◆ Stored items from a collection
%%
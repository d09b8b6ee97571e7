//! Database connection pool management.

use std::time::Duration;

use sqlx::postgres::PgPoolOptions;
use sqlx::PgPool;

/// Type alias for the database pool.
pub type Pool = PgPool;

/// Create a new database connection pool.
pub async fn create_pool(database_url: &str, max_connections: u32) -> Result<Pool, sqlx::Error> {
    let pool = PgPoolOptions::new()
        .max_connections(max_connections.max(1))
        .acquire_timeout(Duration::from_secs(5))
        .connect(database_url)
        .await?;
    tracing::info!(max_connections, "database pool ready");
    Ok(pool)
}

/// Run database migrations.
pub async fn run_migrations(pool: &Pool) -> Result<(), sqlx::migrate::MigrateError> {
    sqlx::migrate!("./migrations").run(pool).await
}
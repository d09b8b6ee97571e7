//! Liveness endpoint.

use axum::{extract::State, routing::get, Json, Router};
use serde::Serialize;

use crate::AppState;

#[derive(Debug, Serialize)]
#[serde(rename_all = "camelCase")]
pub struct HealthResponse {
    pub status: &'static str,
    pub timestamp: String,
    pub version: &'static str,
    /// `postgres` or `memory`
    pub store: &'static str,
    pub watch_connections: usize,
    pub open_watches: usize,
}

pub fn routes() -> Router<AppState> {
    Router::new()
        .route("/health", get(health_check))
        .route("/", get(banner))
}

async fn health_check(State(state): State<AppState>) -> Json<HealthResponse> {
    Json(HealthResponse {
        status: "ok",
        timestamp: chrono::Utc::now().to_rfc3339(),
        version: env!("CARGO_PKG_VERSION"),
        store: if state.config.database_url.is_some() {
            "postgres"
        } else {
            "memory"
        },
        watch_connections: state.conn_manager.connection_count(),
        open_watches: state.conn_manager.watch_count(),
    })
}

async fn banner() -> &'static str {
    "Armory Store Server"
}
%%
◆ ACTIVITY
If a line falls between the first line of the entries and the line containing "Router::new()", or is one of those two, restate it word for word; leave all other lines out.

◆ ANSWER SPACE
repository d09b8b6ee97571e7
//! Database connection pool management.

use std::time::Duration;

use sqlx::postgres::PgPoolOptions;
use sqlx::PgPool;

/// Type alias for the database pool.
pub type Pool = PgPool;

/// Create a new database connection pool.
pub async fn create_pool(database_url: &str, max_connections: u32) -> Result<Pool, sqlx::Error> {
    let pool = PgPoolOptions::new()
        .max_connections(max_connections.max(1))
        .acquire_timeout(Duration::from_secs(5))
        .connect(database_url)
        .await?;
    tracing::info!(max_connections, "database pool ready");
    Ok(pool)
}

/// Run database migrations.
pub async fn run_migrations(pool: &Pool) -> Result<(), sqlx::migrate::MigrateError> {
    sqlx::migrate!("./migrations").run(pool).await
}
repository d09b8b6ee97571e7
//! Liveness endpoint.

use axum::{extract::State, routing::get, Json, Router};
use serde::Serialize;

use crate::AppState;

#[derive(Debug, Serialize)]
#[serde(rename_all = "camelCase")]
pub struct HealthResponse {
    pub status: &'static str,
    pub timestamp: String,
    pub version: &'static str,
    /// `postgres` or `memory`
    pub store: &'static str,
    pub watch_connections: usize,
    pub open_watches: usize,
}

pub fn routes() -> Router<AppState> {
    Router::new()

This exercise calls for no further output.